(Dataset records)
---+---
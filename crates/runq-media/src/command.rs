//! FFmpeg command builder and live runner.

use std::collections::VecDeque;
use std::path::PathBuf;
use std::process::Stdio;
use std::time::Duration;

use nix::sys::signal::{kill, Signal};
use nix::unistd::Pid;
use tokio::io::{AsyncBufReadExt, BufReader};
use tokio::process::{Child, Command};
use tracing::{debug, info, warn};

use crate::engine::{engine_channel, EngineControl, EngineExit, EngineHandle, LiveTranscodeRequest};
use crate::error::{MediaError, MediaResult};
use crate::hls::{segment_pattern, variant_playlist_pattern, MASTER_PLAYLIST};
use crate::probe::StreamProbe;

/// Stderr lines kept to explain a failed run.
const STDERR_TAIL_LINES: usize = 20;

const AUDIO_BITRATE: &str = "128k";

/// Builder for FFmpeg commands.
#[derive(Debug, Clone)]
pub struct FfmpegCommand {
    /// Input file path or URL
    input: String,
    /// Output file path or pattern
    output: String,
    /// Input arguments (before -i)
    input_args: Vec<String>,
    /// Output arguments (after -i)
    output_args: Vec<String>,
    /// Whether to overwrite output
    overwrite: bool,
    /// Log level
    log_level: String,
}

impl FfmpegCommand {
    /// Create a new FFmpeg command.
    pub fn new(input: impl Into<String>, output: impl Into<String>) -> Self {
        Self {
            input: input.into(),
            output: output.into(),
            input_args: Vec::new(),
            output_args: Vec::new(),
            overwrite: true,
            log_level: "error".to_string(),
        }
    }

    /// Add input arguments (before -i).
    pub fn input_arg(mut self, arg: impl Into<String>) -> Self {
        self.input_args.push(arg.into());
        self
    }

    /// Add output arguments (after -i).
    pub fn output_arg(mut self, arg: impl Into<String>) -> Self {
        self.output_args.push(arg.into());
        self
    }

    /// Add multiple output arguments.
    pub fn output_args<I, S>(mut self, args: I) -> Self
    where
        I: IntoIterator<Item = S>,
        S: Into<String>,
    {
        self.output_args.extend(args.into_iter().map(Into::into));
        self
    }

    /// Option applied to one output stream, e.g. `-b:v:1 800000`.
    pub fn stream_option(self, option: &str, specifier: &str, value: impl Into<String>) -> Self {
        self.output_arg(format!("-{}:{}", option, specifier))
            .output_arg(value)
    }

    /// Map an input stream.
    pub fn map(self, stream: impl Into<String>) -> Self {
        self.output_arg("-map").output_arg(stream)
    }

    /// Set video codec.
    pub fn video_codec(self, codec: impl Into<String>) -> Self {
        self.output_arg("-c:v").output_arg(codec)
    }

    /// Set audio codec.
    pub fn audio_codec(self, codec: impl Into<String>) -> Self {
        self.output_arg("-c:a").output_arg(codec)
    }

    /// Set preset.
    pub fn preset(self, preset: impl Into<String>) -> Self {
        self.output_arg("-preset").output_arg(preset)
    }

    /// Set log level.
    pub fn log_level(mut self, level: impl Into<String>) -> Self {
        self.log_level = level.into();
        self
    }

    /// Build the command arguments.
    pub fn build_args(&self) -> Vec<String> {
        let mut args = Vec::new();

        if self.overwrite {
            args.push("-y".to_string());
        }

        args.push("-v".to_string());
        args.push(self.log_level.clone());

        args.extend(self.input_args.clone());

        args.push("-i".to_string());
        args.push(self.input.clone());

        args.extend(self.output_args.clone());

        args.push(self.output.clone());

        args
    }
}

/// Target video bitrate for an output height, capped by the source bitrate.
pub fn video_bitrate(height: u32, fps: f64, probe: &StreamProbe) -> u64 {
    let ratio = if probe.ratio > 0.0 { probe.ratio } else { 16.0 / 9.0 };
    let width = (height as f64 * ratio).round();
    // ~0.1 bit per pixel is enough for H.264 at live presets
    let estimate = (width * height as f64 * fps * 0.1) as u64;

    if probe.bitrate > 0 {
        estimate.min(probe.bitrate)
    } else {
        estimate
    }
}

/// Multi-variant HLS command for a live transcode.
///
/// Output `i` is written as `<i>.m3u8` with segments `<i>-<seq>.ts`, and the
/// master manifest lists every output.
pub fn live_hls_command(request: &LiveTranscodeRequest) -> MediaResult<FfmpegCommand> {
    let probe = &request.probe;
    if request.outputs.is_empty() {
        return Err(MediaError::invalid_stream("No output resolution requested"));
    }

    let dir = request.output_dir.to_string_lossy();
    let mut cmd = FfmpegCommand::new(
        request.input_url.clone(),
        format!("{}/{}", dir, variant_playlist_pattern()),
    );

    let mut video_index = 0usize;
    let mut audio_index = 0usize;
    let mut stream_map = Vec::with_capacity(request.outputs.len());

    for output in &request.outputs {
        let mut entry = Vec::with_capacity(2);

        if !output.is_audio_only() {
            if !probe.has_video {
                return Err(MediaError::invalid_stream(format!(
                    "{}p output requested but input has no video",
                    output.resolution
                )));
            }

            let fps = if output.fps > 0 { output.fps as f64 } else { probe.fps };
            let bitrate = video_bitrate(output.resolution, fps, probe);
            let gop = (fps * request.segment_duration as f64).round().max(1.0) as u64;
            let v = format!("v:{}", video_index);

            cmd = cmd
                .map("0:v:0")
                .stream_option("filter", &v, format!("scale=-2:{}", output.resolution))
                .stream_option("r", &v, format!("{}", fps))
                .stream_option("b", &v, bitrate.to_string())
                .stream_option("maxrate", &v, bitrate.to_string())
                .stream_option("bufsize", &v, (bitrate * 2).to_string())
                .stream_option("g", &v, gop.to_string());

            entry.push(v);
            video_index += 1;
        }

        if probe.has_audio {
            let a = format!("a:{}", audio_index);
            cmd = cmd
                .map("0:a:0")
                .stream_option("b", &a, AUDIO_BITRATE);
            entry.push(a);
            audio_index += 1;
        } else if output.is_audio_only() {
            return Err(MediaError::invalid_stream(
                "Audio-only output requested but input has no audio",
            ));
        }

        stream_map.push(entry.join(","));
    }

    let segment_file = format!("{}/{}", dir, segment_pattern());

    let cmd = cmd
        .video_codec("libx264")
        .preset("veryfast")
        .output_args(["-tune", "zerolatency", "-sc_threshold", "0"])
        .audio_codec("aac")
        .output_args(["-f", "hls"])
        .output_args(["-hls_time", &request.segment_duration.to_string()])
        .output_args(["-hls_list_size", &request.segment_list_size.to_string()])
        .output_args(["-hls_flags", "delete_segments+independent_segments"])
        .output_args(["-hls_segment_filename", &segment_file])
        .output_args(["-master_pl_name", MASTER_PLAYLIST])
        .output_args(["-var_stream_map", &stream_map.join(" ")]);

    Ok(cmd)
}

/// Runner for long-lived FFmpeg processes.
pub struct FfmpegRunner {
    /// Time allowed between SIGINT and kill
    stop_timeout: Duration,
}

impl Default for FfmpegRunner {
    fn default() -> Self {
        Self::new()
    }
}

impl FfmpegRunner {
    /// Create a new runner.
    pub fn new() -> Self {
        Self {
            stop_timeout: Duration::from_secs(10),
        }
    }

    pub fn with_stop_timeout(mut self, stop_timeout: Duration) -> Self {
        self.stop_timeout = stop_timeout;
        self
    }

    /// Spawn an FFmpeg command and supervise it in the background.
    pub fn spawn(&self, cmd: &FfmpegCommand) -> MediaResult<EngineHandle> {
        let ffmpeg = check_ffmpeg()?;

        let args = cmd.build_args();
        debug!("Running FFmpeg: ffmpeg {}", args.join(" "));

        let mut child = Command::new(ffmpeg)
            .args(&args)
            .stdin(Stdio::null())
            .stdout(Stdio::null())
            .stderr(Stdio::piped())
            .kill_on_drop(true)
            .spawn()?;

        let stderr = child
            .stderr
            .take()
            .ok_or_else(|| MediaError::internal("FFmpeg stderr not captured"))?;
        let mut reader = BufReader::new(stderr).lines();

        let stderr_task = tokio::spawn(async move {
            let mut tail = VecDeque::with_capacity(STDERR_TAIL_LINES);
            while let Ok(Some(line)) = reader.next_line().await {
                debug!(target: "ffmpeg", "{}", line);
                if tail.len() == STDERR_TAIL_LINES {
                    tail.pop_front();
                }
                tail.push_back(line);
            }
            tail
        });

        let (handle, control) = engine_channel();
        tokio::spawn(supervise(child, control, stderr_task, self.stop_timeout));

        Ok(handle)
    }
}

async fn supervise(
    mut child: Child,
    mut control: EngineControl,
    stderr_task: tokio::task::JoinHandle<VecDeque<String>>,
    stop_timeout: Duration,
) {
    let exit = tokio::select! {
        status = child.wait() => match status {
            Ok(status) if status.success() => EngineExit::Ended,
            Ok(status) => {
                let tail = stderr_task.await.unwrap_or_default();
                let stderr = Vec::from(tail).join("\n");
                EngineExit::Failed(format!("FFmpeg exited with {}: {}", status, stderr))
            }
            Err(e) => EngineExit::Failed(format!("Failed to wait for FFmpeg: {}", e)),
        },
        _ = control.stop_requested() => {
            interrupt(&mut child, stop_timeout).await;
            EngineExit::Stopped
        }
    };

    // a stop that raced a natural exit is still the executor's doing
    let exit = if control.is_stop_requested() && exit != EngineExit::Ended {
        EngineExit::Stopped
    } else {
        exit
    };

    control.finish(exit);
}

/// SIGINT lets FFmpeg finalize its manifests; kill if it lingers.
async fn interrupt(child: &mut Child, timeout: Duration) {
    if let Some(pid) = child.id().and_then(|pid| i32::try_from(pid).ok()) {
        info!(pid, "Stopping FFmpeg");
        if let Err(e) = kill(Pid::from_raw(pid), Signal::SIGINT) {
            warn!(pid, "Failed to interrupt FFmpeg: {}", e);
        }
    }

    if tokio::time::timeout(timeout, child.wait()).await.is_err() {
        warn!(
            "FFmpeg still running {} seconds after SIGINT, killing process",
            timeout.as_secs()
        );
        let _ = child.kill().await;
    }
}

/// Check if FFmpeg is available.
pub fn check_ffmpeg() -> MediaResult<PathBuf> {
    which::which("ffmpeg").map_err(|_| MediaError::FfmpegNotFound)
}

/// Check if FFprobe is available.
pub fn check_ffprobe() -> MediaResult<PathBuf> {
    which::which("ffprobe").map_err(|_| MediaError::FfprobeNotFound)
}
---+---
▸ **TASK OBJECTIVE**
Lines holding the string "FfmpegRunner" in the records: how many are there? Give only the number.

▸ **EXERCISE OUTPUT**
3